Dubrovnik is a stunning, seaside coastal town with cuisine that has been influenced by Italy, Greece, and Turkey. My family and I traveled to Dubrovnik in early September and immediately fell in love the country. Restaurant menus were filled with fresh seafood dishes like grilled octopus, stuffed squid, black seafood risotto, and fried sardines. Seasonal vegetables included eggplant, zucchini and peppers which were grilled or stewed. Although risotto cooked with seafood or squid ink is very popular, you could find many pasta dishes as well. One specialty was “under the bell” which was a slow method of cooking octopus, lamb or chicken under a cast iron dome over hot coals.
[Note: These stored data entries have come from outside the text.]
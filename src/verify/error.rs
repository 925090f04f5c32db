//! Per-link verification errors.
//!
//! A link failing never aborts the batch; its error lands in the report's
//! error map keyed by the link.

use thiserror::Error;

use crate::fetch::FetchError;

/// Why a single link was recorded as failed.
#[derive(Debug, Error)]
pub enum LinkError {
    /// The fetch itself failed (network, timeout, redirect limit, ...).
    #[error(transparent)]
    Fetch(#[from] FetchError),

    /// A validator rejected the response.
    #[error("{message}")]
    Validation {
        /// The validator's failure message.
        message: String,
    },

    /// No validator decided and the terminal status was not 200.
    #[error("HTTP status code {status}")]
    HttpStatus {
        /// The terminal status code.
        status: u16,
    },
}

impl LinkError {
    /// Creates a validator-signaled failure.
    pub fn validation(message: impl Into<String>) -> Self {
        Self::Validation {
            message: message.into(),
        }
    }
}

#[cfg(test)]
mod tests {
    use super::*;

    #[test]
    fn test_validation_display_is_the_message() {
        let error = LinkError::validation("blocked by policy");
        assert_eq!(error.to_string(), "blocked by policy");
    }

    #[test]
    fn test_http_status_display() {
        let error = LinkError::HttpStatus { status: 404 };
        assert_eq!(error.to_string(), "HTTP status code 404");
    }

    #[test]
    fn test_fetch_error_passes_through() {
        let error = LinkError::from(FetchError::timeout("http://example.com/x"));
        assert!(error.to_string().contains("timeout"));
    }
}
//! Module dispatcher: fetch a page once, then run each named verification
//! module (extraction rule + validator chain) against it concurrently.

mod config;
mod error;
pub mod kinds;

pub use config::{Extraction, ModuleConfig, ModuleSpec, ModuleSpecs, ParserFn};
pub use error::{CheckError, ConfigError};

use std::collections::HashMap;
use std::fmt;

use futures_util::future::join_all;
use tracing::{debug, instrument};

use crate::extract::{find_base_url, strip_scripts};
use crate::fetch::{fetch, FetchOptions};
use crate::verify::{verify_links, Validator, VerifyOptions, VerifyReport, DEFAULT_CONCURRENCY};

use config::resolve_modules;

/// Call-wide options for [`check_page`].
///
/// Per-module settings in a [`ModuleConfig`] override these defaults.
#[derive(Clone)]
pub struct CheckOptions {
    /// Fetch configuration for the page itself (method forced to GET) and
    /// the base configuration for every link probe.
    pub fetch: FetchOptions,
    /// Default worker pool size per module.
    pub concurrency: usize,
    /// Default validator chain per module.
    pub validators: Vec<Validator>,
}

impl Default for CheckOptions {
    fn default() -> Self {
        Self {
            fetch: FetchOptions::default(),
            concurrency: DEFAULT_CONCURRENCY,
            validators: Vec::new(),
        }
    }
}

impl fmt::Debug for CheckOptions {
    fn fmt(&self, f: &mut fmt::Formatter<'_>) -> fmt::Result {
        f.debug_struct("CheckOptions")
            .field("fetch", &self.fetch)
            .field("concurrency", &self.concurrency)
            .field("validators", &self.validators.len())
            .finish()
    }
}

/// Verifies the links of one page, per module.
///
/// Normalizes and validates the module specs (any defect aborts before I/O),
/// fetches the page once with GET, derives the effective base URL (a
/// declared `<base>` wins over the request URL), then runs extraction and
/// batch verification once per module, concurrently across modules.
///
/// Returns the aggregated `module name -> report` map. Duplicate module
/// names keep the last result, matching map semantics.
///
/// # Errors
///
/// Returns [`CheckError::Config`] for a defective module list,
/// [`CheckError::Fetch`] when the page itself cannot be fetched, and
/// [`CheckError::EmptyPage`] (naming the status code) when the page body is
/// empty. Individual link failures are never surfaced here; they are
/// recorded in the per-module reports.
#[instrument(skip(specs, options))]
pub async fn check_page(
    url: &str,
    specs: impl Into<ModuleSpecs>,
    options: &CheckOptions,
) -> Result<HashMap<String, VerifyReport>, CheckError> {
    let modules = resolve_modules(specs.into())?;

    let response = fetch(url, &options.fetch.page()).await?;
    if response.body.is_empty() {
        return Err(CheckError::EmptyPage {
            url: url.to_string(),
            status: response.status,
        });
    }

    let content = strip_scripts(&response.body);
    let base_url = find_base_url(&content).unwrap_or_else(|| url.to_string());
    debug!(page = %url, base = %base_url, modules = modules.len(), "page fetched, dispatching modules");

    let tasks = modules.into_iter().map(|module| {
        let content = &content;
        let base_url = &base_url;
        let verify_options = VerifyOptions {
            concurrency: module.concurrency.unwrap_or(options.concurrency),
            validators: module
                .validators
                .unwrap_or_else(|| options.validators.clone()),
            fetch: options.fetch.clone(),
        };
        async move {
            let links = (module.parser)(content, base_url);
            debug!(module = %module.name, links = links.len(), "extracted links");
            let report = verify_links(links, &verify_options).await;
            (module.name, report)
        }
    });

    Ok(join_all(tasks).await.into_iter().collect())
}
In Dubrovnik, desserts were modest with a selection of fig cakes, candied orange peels, layered phyllo with nuts and honey, and Croatia’s version of gelato.
Assorted fish platter
Black Risotto with Squid
When I’m traveling, one of my first stops is a local supermarket. Konzum was a market near our villa and I was pleasantly surprised to see a promotional campaign for fruit and vegetables featured on their store bags (above). After walking the aisles, I purchased enough food for breakfast and “on the go” lunches. My shopping cart was overflowing with yogurt (which was the creamy, full-fat kind), hard cheeses, cured meats, whole grain breads, assorted vegetables and fruit (including lots of local grapes), muesli cereal. olives, olive oil, local honey and of course, Croatian red and white wine. Having our fridge fully stocked was a healthy way to fuel our daytime activities.
We enjoyed a trip to the Matusko winery just outside of Dubrovnik on the Peljesac Peninsula prized for its production of Plavac Mali wine. These small, blue grapes produce Croatia’s best red wines. On the way back we stopped at Ston, to see the ancient salt pans and Mali Ston to taste oysters and mussels pulled right from the sea.
Other delightful pleasures included fruity, freshly pressed Brachia olive oil from the Island of Brac, hard sheep’s milk cheese from the Island of Pag, and Prsut, a Dalmatian prosciutto that contains no additives. With an abundance of fresh, local, seasonal food, Dubrovnik is a nutritional dream.